### Important Setup Note

Prior to this notebook, the variables were normalized to provide a structure for importing data from all of the sheets. The consequence of that is that if the variable reduction mapping has improperly combined variables or the reduction is incomplete, then the template for this level will need to be changed to accommodate the new variable mapping. 

In [1]:
# Manipulate the file system
import os
import shutil

# Copy dictionaries
import copy

# work with dates
import datetime
import arrow

# Convert stored string representation of a list to a list
import ast

# Recurse through a directory tree and return file names with glob
import glob

# Decode and re-encode mangled Arabic file names
import codecs

# Connect to a SQLite database in a lazy manner.
import sqlalchemy
import dataset

# Enables opening and reading of Excel files
import openpyxl

# Translating variables, sheet names, and workbook names from Arabic
# This is NOT free to use.
from google.cloud import translate

# Set the environment variable for the Google Service Account
os.environ['GOOGLE_APPLICATION_CREDENTIALS'] = 'C:\\Users\\clay\\Documents\\fxb-lcs-2b24f4f8a73a.json'

In [2]:
#If there's an existing db for this sheet, delete it
#so that we can copy from the template for a fresh start

try:
    os.remove("sams_data_phase04.sqlite")
    print("Removed template clone sams_data_phase04.sqlite")
except:
    pass

try:
    # Try to preserve a copy in case there is a problem and it has to be restored
    shutil.copy2("sams_data_phase04_template.sqlite","sams_data_phase04.sqlite")
    
    print("Created database from template: sams_data_phase04.sqlite")
except:
    pass

Removed template clone sams_data_phase04.sqlite
Created database from template: sams_data_phase04.sqlite


In [3]:
db = dataset.connect("sqlite:///sams_data_phase04.sqlite")

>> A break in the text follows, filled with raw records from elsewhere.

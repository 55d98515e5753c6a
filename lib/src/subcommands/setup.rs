use std::path::{Path, PathBuf};

use rand::{rngs::StdRng, SeedableRng};
use serde::Serialize;
use tracing::info;

use crate::{
  model::{split_dataset, Evaluation, InMemoryDataset, Network, TrainingReport},
  Result, Settings,
};

/// Offline training: dataset in, weight blobs out.
pub struct Setup {
  settings: Settings,
  holdout: Option<f64>,
  report_output_path: Option<PathBuf>,
  seed: u64,
}

#[derive(Debug, Clone, Serialize)]
pub struct SetupReport {
  pub training: TrainingReport,
  /// Accuracy on the rows held out of training, when a split was requested.
  pub holdout: Option<Evaluation>,
}

impl Setup {
  /// `holdout` is the fraction of rows kept for evaluation.
  pub fn new(settings: Settings, holdout: Option<f64>, report_output_path: Option<&Path>, seed: u64) -> Self {
    Self {
      settings,
      holdout,
      report_output_path: report_output_path.map(PathBuf::from),
      seed,
    }
  }

  pub fn run(self) -> Result<SetupReport> {
    let mut rng = StdRng::seed_from_u64(self.seed);
    let settings = &self.settings;
    let mut network = Network::with_rng(
      settings.input_size,
      settings.hidden_size,
      settings.output_size,
      settings.learning_rate,
      &mut rng,
    );
    let params = settings.training_params();

    let report = match self.holdout {
      None => SetupReport {
        training: network.run_training_loop(&settings.train_data(), &params)?,
        holdout: None,
      },
      Some(fraction) => {
        let (all, dropped) = InMemoryDataset::collect(&settings.train_data(), params.policy)?;
        let (train, test) = split_dataset(all.rows, 1.0 - fraction, Some(&mut rng));
        info!(train = train.len(), test = test.len(), dropped, "split dataset");
        let mut training = network.run_training_loop(&InMemoryDataset::new(train), &params)?;
        // the streaming path counts a malformed row once per epoch
        training.skipped += dropped * params.epochs;
        let holdout = network.evaluate(&InMemoryDataset::new(test))?;
        SetupReport {
          training,
          holdout: Some(holdout),
        }
      }
    };

    settings.weight_store().save(&network)?;
    if let Some(path) = &self.report_output_path {
      crate::utils::serialize_to_file(path, &report)?;
      info!(?path, "wrote report");
    }
    Ok(report)
  }
}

The first attempt to import the data will be into a single table. If it becomes necessary to break the data out into multiple tables, then that work will be done after evaluating the original import.

To create the table without causing problems with the insert -- since the bulk insert inevitably is orders of magnitude faster, then we'll create the fields manually by iterating through all of the normalized names in the variables table.

In [4]:
tab_all = db['full_raw_data']
tab_vars = db['variables']
tab_files_sheets = db['files_sheets']

In [5]:
# Get a list of variables
recs = db.query("SELECT DISTINCT(normalized) AS var FROM variables;")
variables = sorted([r['var'] for r in recs])

In [6]:
# Create a few common variables
tab_all.create_column("a_file_id",sqlalchemy.Integer)
tab_all.create_column("a_files_sheets_id",sqlalchemy.Integer)
tab_all.create_column("a_sheet_id",sqlalchemy.Integer)

for v in variables:
    tab_all.create_column(v,sqlalchemy.String)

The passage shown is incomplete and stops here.